-- Instructions for the task --
Find every line in the records below that holds the word "system" and copy it.
══════
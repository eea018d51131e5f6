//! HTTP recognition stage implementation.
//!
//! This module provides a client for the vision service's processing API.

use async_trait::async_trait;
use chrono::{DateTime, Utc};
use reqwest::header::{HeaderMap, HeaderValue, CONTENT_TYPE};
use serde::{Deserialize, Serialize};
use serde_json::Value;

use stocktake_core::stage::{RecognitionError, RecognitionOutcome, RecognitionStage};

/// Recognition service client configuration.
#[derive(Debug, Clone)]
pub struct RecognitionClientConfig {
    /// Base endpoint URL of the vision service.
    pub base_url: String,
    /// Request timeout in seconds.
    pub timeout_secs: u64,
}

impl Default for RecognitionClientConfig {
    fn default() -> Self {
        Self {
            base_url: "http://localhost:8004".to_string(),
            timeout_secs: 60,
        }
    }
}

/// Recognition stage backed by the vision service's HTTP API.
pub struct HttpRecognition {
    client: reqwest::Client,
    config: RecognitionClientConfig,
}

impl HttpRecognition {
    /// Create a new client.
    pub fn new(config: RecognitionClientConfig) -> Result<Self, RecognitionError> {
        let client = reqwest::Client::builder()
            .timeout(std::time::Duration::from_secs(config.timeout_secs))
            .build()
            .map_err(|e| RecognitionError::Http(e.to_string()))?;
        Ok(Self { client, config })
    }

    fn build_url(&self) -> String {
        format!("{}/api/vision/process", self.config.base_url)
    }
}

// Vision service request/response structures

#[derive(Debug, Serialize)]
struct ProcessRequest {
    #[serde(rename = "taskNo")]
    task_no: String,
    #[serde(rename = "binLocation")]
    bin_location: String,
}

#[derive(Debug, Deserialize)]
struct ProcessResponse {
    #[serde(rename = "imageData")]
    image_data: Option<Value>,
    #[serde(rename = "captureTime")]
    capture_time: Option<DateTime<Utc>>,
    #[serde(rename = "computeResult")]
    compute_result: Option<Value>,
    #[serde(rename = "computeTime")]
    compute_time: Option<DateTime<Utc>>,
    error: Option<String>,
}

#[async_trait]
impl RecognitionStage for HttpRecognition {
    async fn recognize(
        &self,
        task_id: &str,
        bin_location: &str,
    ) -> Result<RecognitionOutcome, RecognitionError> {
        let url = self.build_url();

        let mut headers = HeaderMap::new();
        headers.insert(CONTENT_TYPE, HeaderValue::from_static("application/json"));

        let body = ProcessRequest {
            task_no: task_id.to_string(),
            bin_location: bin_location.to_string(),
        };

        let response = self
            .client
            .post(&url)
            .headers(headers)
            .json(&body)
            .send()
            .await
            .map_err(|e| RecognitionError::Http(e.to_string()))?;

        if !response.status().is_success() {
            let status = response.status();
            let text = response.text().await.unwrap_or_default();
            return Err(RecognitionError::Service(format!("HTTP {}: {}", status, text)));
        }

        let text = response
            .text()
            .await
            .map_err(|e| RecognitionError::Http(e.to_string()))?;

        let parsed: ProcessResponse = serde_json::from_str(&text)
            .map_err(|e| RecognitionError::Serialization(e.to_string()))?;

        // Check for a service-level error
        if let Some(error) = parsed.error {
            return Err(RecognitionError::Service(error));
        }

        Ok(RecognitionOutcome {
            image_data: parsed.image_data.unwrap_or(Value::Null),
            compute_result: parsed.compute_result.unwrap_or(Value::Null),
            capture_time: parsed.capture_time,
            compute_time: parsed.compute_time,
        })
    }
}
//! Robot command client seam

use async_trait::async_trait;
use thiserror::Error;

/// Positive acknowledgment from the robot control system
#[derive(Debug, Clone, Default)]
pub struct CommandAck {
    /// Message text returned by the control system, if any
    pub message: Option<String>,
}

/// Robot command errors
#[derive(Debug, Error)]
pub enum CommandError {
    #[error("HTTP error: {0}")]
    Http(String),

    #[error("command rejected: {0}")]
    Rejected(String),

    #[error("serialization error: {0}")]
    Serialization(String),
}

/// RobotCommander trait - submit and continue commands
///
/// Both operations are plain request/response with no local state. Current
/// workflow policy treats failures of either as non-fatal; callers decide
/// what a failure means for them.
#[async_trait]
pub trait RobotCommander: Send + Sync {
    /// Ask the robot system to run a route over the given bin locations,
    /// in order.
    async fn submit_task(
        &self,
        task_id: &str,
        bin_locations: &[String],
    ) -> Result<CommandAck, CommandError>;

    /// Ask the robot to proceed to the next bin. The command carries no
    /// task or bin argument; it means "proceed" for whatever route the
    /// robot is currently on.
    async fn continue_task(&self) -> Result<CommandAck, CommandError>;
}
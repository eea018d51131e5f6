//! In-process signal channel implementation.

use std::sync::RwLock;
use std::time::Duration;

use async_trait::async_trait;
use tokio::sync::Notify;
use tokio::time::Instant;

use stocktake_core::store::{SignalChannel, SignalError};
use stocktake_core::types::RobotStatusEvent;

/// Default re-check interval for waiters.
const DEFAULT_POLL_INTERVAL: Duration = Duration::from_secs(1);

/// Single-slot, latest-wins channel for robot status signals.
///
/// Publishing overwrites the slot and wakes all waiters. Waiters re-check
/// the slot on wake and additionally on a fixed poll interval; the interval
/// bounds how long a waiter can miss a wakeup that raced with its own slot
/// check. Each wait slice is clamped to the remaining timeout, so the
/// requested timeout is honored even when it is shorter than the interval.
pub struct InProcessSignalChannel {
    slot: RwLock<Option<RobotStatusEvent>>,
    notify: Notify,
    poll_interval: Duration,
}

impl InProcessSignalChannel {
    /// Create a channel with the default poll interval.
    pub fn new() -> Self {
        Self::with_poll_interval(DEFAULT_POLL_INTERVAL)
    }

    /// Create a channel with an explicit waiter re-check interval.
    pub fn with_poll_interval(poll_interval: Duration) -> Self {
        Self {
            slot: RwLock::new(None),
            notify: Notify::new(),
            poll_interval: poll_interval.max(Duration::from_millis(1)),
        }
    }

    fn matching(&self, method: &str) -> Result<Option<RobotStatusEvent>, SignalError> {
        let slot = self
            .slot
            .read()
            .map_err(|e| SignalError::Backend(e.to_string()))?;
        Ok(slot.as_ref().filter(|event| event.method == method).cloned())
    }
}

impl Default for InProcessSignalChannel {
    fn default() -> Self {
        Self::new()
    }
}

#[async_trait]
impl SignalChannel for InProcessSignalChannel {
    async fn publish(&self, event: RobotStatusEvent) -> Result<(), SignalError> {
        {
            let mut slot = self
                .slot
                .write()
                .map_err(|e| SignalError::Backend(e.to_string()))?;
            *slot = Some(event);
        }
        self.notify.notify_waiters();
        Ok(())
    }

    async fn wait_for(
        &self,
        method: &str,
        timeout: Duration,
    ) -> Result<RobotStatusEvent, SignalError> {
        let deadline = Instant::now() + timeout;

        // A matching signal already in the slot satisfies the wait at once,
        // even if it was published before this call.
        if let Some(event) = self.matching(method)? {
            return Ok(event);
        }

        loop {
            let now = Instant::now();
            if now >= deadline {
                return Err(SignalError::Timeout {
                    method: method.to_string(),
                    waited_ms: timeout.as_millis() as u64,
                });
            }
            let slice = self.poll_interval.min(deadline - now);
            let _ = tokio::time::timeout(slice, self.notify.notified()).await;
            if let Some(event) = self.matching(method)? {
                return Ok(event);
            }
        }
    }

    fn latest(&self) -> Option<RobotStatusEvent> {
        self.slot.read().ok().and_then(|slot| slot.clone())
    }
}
══════
-- Response below --
/// Positive acknowledgment from the robot control system
    /// Message text returned by the control system, if any
    /// Ask the robot system to run a route over the given bin locations,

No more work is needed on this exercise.